The June 2016 Coolspring Engine Show was perfect! The weather was great, and despite an evening shower we did not have the usual mud and dismal skies. Our theme this year was “One of a Kind Engines.” There were many unusual and unique designs. I certainly learned a lot, seeing machines I had never been aware of. This is just a sample of what was on hand.

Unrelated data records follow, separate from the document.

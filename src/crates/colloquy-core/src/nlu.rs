//! NLU provider interface and interpretation types
//!
//! The understanding model itself is an external collaborator: the engine
//! hands a provider the utterance plus dialogue context and receives back a
//! typed [`NluInterpretation`] - one of a closed set of dialogue commands.
//! The pattern dispatcher reconciles that interpretation with the currently
//! executing step; nothing downstream ever sees raw text.
//!
//! [`ScriptedNlu`] is the test double used throughout the scenario suite: a
//! queue of canned interpretations returned in order, which makes multi-turn
//! tests deterministic without any model in the loop.

use async_trait::async_trait;
use serde::{Deserialize, Serialize};
use serde_json::Value;
use std::collections::HashMap;
use thiserror::Error;

use crate::state::ConversationTurn;

/// Confidence assigned to slots the provider synthesises when nothing was
/// extracted; such fallback slots are never treated as corrections.
pub const FALLBACK_CONFIDENCE: f64 = 0.5;

/// Errors surfaced by an NLU provider
#[derive(Debug, Error)]
pub enum NluError {
    /// Provider-side failure (network, model, quota, ...)
    #[error("NLU provider failed: {0}")]
    Provider(String),

    /// The provider returned something that does not decode
    #[error("NLU response malformed: {0}")]
    Malformed(String),

    /// A scripted provider ran out of canned interpretations
    #[error("NLU script exhausted: {0}")]
    ScriptExhausted(String),
}

/// The closed set of dialogue commands an utterance can resolve to
#[derive(Debug, Clone, Copy, PartialEq, Eq, Serialize, Deserialize)]
#[serde(rename_all = "snake_case")]
pub enum MessageType {
    /// One or more slot values for the active flow
    SlotValue,
    /// "actually I meant X" - replace an earlier value and rewind
    Correction,
    /// Change a value without implying the earlier answer was wrong
    Modification,
    /// A new task intent while a flow is active
    Interruption,
    /// A side question with intent to return
    Digression,
    /// The user asked what was meant
    Clarification,
    /// Abandon the active flow
    Cancellation,
    /// Reply to a confirm prompt
    Confirmation,
    /// "go on" / acknowledgement, no content
    Continuation,
    /// Ask for a human
    Handoff,
    /// Social talk with no dialogue content
    Chitchat,
}

/// How a slot value relates to existing state
#[derive(Debug, Clone, Copy, PartialEq, Eq, Serialize, Deserialize, Default)]
#[serde(rename_all = "lowercase")]
pub enum SlotAction {
    /// First-time fill
    #[default]
    Provide,
    /// Replace an earlier, wrong value
    Correct,
    /// Adjust an earlier value
    Modify,
}

/// One extracted slot value
#[derive(Debug, Clone, PartialEq, Serialize, Deserialize)]
pub struct SlotValue {
    /// Slot name
    pub name: String,

    /// Extracted value (typed; normalization happens downstream)
    pub value: Value,

    /// How this value relates to existing state
    #[serde(default)]
    pub action: SlotAction,

    /// Extraction confidence in [0, 1]
    #[serde(default = "default_confidence")]
    pub confidence: f64,
}

fn default_confidence() -> f64 {
    1.0
}

impl SlotValue {
    /// A plain first-time fill with full confidence
    pub fn provide(name: impl Into<String>, value: Value) -> Self {
        Self {
            name: name.into(),
            value,
            action: SlotAction::Provide,
            confidence: 1.0,
        }
    }

    /// A correction of an earlier value
    pub fn correct(name: impl Into<String>, value: Value) -> Self {
        Self {
            name: name.into(),
            value,
            action: SlotAction::Correct,
            confidence: 1.0,
        }
    }

    /// Whether this is a synthesised fallback slot (never a correction)
    pub fn is_fallback(&self) -> bool {
        (self.confidence - FALLBACK_CONFIDENCE).abs() < f64::EPSILON
            && self.action == SlotAction::Provide
    }
}

/// A typed interpretation of one utterance
#[derive(Debug, Clone, PartialEq, Serialize, Deserialize)]
pub struct NluInterpretation {
    /// Which dialogue command this utterance is
    pub message_type: MessageType,

    /// Flow or action name the command refers to (interruption/digression)
    #[serde(default, skip_serializing_if = "Option::is_none")]
    pub command: Option<String>,

    /// Extracted slot values, in utterance order
    #[serde(default)]
    pub slots: Vec<SlotValue>,

    /// Yes/no/unclear for confirmation replies
    #[serde(default, skip_serializing_if = "Option::is_none")]
    pub confirmation_value: Option<bool>,

    /// Overall confidence in [0, 1]
    #[serde(default = "default_confidence")]
    pub confidence: f64,

    /// Provider's reasoning, for logs and debugging only
    #[serde(default)]
    pub reasoning: String,
}

impl NluInterpretation {
    /// Build an interpretation of the given type with no payload
    pub fn of(message_type: MessageType) -> Self {
        Self {
            message_type,
            command: None,
            slots: Vec::new(),
            confirmation_value: None,
            confidence: 1.0,
            reasoning: String::new(),
        }
    }

    /// Attach slot values
    pub fn with_slots(mut self, slots: Vec<SlotValue>) -> Self {
        self.slots = slots;
        self
    }

    /// Attach a flow/action command
    pub fn with_command(mut self, command: impl Into<String>) -> Self {
        self.command = Some(command.into());
        self
    }

    /// Attach a confirmation value (`None` = unclear)
    pub fn with_confirmation(mut self, value: Option<bool>) -> Self {
        self.confirmation_value = value;
        self
    }
}

/// Everything the provider gets to work with for one utterance
#[derive(Debug, Clone, Serialize)]
pub struct NluRequest {
    /// Raw user utterance
    pub utterance: String,

    /// Trailing conversation window
    pub history: Vec<ConversationTurn>,

    /// Name of the active flow, if any
    pub active_flow: Option<String>,

    /// Current slot values of the active flow
    pub current_slots: HashMap<String, Value>,

    /// Flow names available to start (unprefixed)
    pub available_flows: Vec<String>,

    /// Action names available (unprefixed)
    pub available_actions: Vec<String>,

    /// Slots the parked step is waiting for
    pub expected_slots: Vec<String>,
}

/// External understanding provider
///
/// Treated as stateless by the scheduler; one retry with identical input is
/// attempted on failure before the turn is failed.
#[async_trait]
pub trait NluProvider: Send + Sync {
    /// Interpret one utterance against the current dialogue context
    async fn interpret(&self, request: &NluRequest) -> Result<NluInterpretation, NluError>;
}

/// Scripted provider for tests: returns canned interpretations in order
#[derive(Debug, Default)]
pub struct ScriptedNlu {
    script: tokio::sync::Mutex<std::collections::VecDeque<NluInterpretation>>,
}

impl ScriptedNlu {
    /// Create a provider that will replay `interpretations` in order
    pub fn new(interpretations: Vec<NluInterpretation>) -> Self {
        Self {
            script: tokio::sync::Mutex::new(interpretations.into()),
        }
    }

    /// Append one more canned interpretation
    pub async fn push(&self, interpretation: NluInterpretation) {
        self.script.lock().await.push_back(interpretation);
    }

    /// How many canned interpretations remain
    pub async fn remaining(&self) -> usize {
        self.script.lock().await.len()
    }
}

#[async_trait]
impl NluProvider for ScriptedNlu {
    async fn interpret(&self, request: &NluRequest) -> Result<NluInterpretation, NluError> {
        self.script.lock().await.pop_front().ok_or_else(|| {
            NluError::ScriptExhausted(format!("no interpretation for '{}'", request.utterance))
        })
    }
}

This amazing tractor (Photo 1) was displayed by Nick Rowland and his dad, Ed. Built by the Sexauer brothers of Sulfur Springs, Ohio, about 1904, it shows both extremely crude as well as very sophisticated design. Its main use was to buzz saw wood. It could be driven to its work location, and then back home again. The Rowlands found it preserved in a corn crib, where it had rested for many years. The engine is Sexauer’s own design and features desmodromic valve motion, meaning the valves are both opened and closed mechanically. Ignition is by a Goodson magneto and spark plug, and it operates beautifully.

Most of us are familiar with the Bates & Edmonds line, made in Lansing, Michigan, but this one (Photo 2) owned by Woody Sins is most unusual. It has an overhung power cylinder and flywheel crank shaft. Many familiar features are seen on close inspection. It actually makes sense, being a compact design for small power applications, and most all parts are easily accessed for repair and adjustment.

Stiles Bradley brought his diminutive 1-1/2 hp inverted Webster (Photo 3). It features two sets of timing gears: one to operate the exhaust valve and the other to power the igniter. It ran great and attracted a lot of attention.

Photo 4 is a squat little engine that has to be described as “cute.” It is a 4-cycle made as a stationary engine, but has an appearance suggesting marine usage. It was built by Gleason & Bailey & Sciple of Seneca Falls, New York. Yes, the name plate has an “&” between each name! Note that the head, cylinder and base are all one casting – a machinist’s nightmare!

Charles Stickney built many unusual engines, and Photo 5 is no exception. This little engine was built to power a water pump. Notice the forked rod that lifted the well plunger up and down. It features an overhung cylinder and all the complicated valve motion that was typical of Stickney. Note the gasoline tank mounted on the very top of the engine.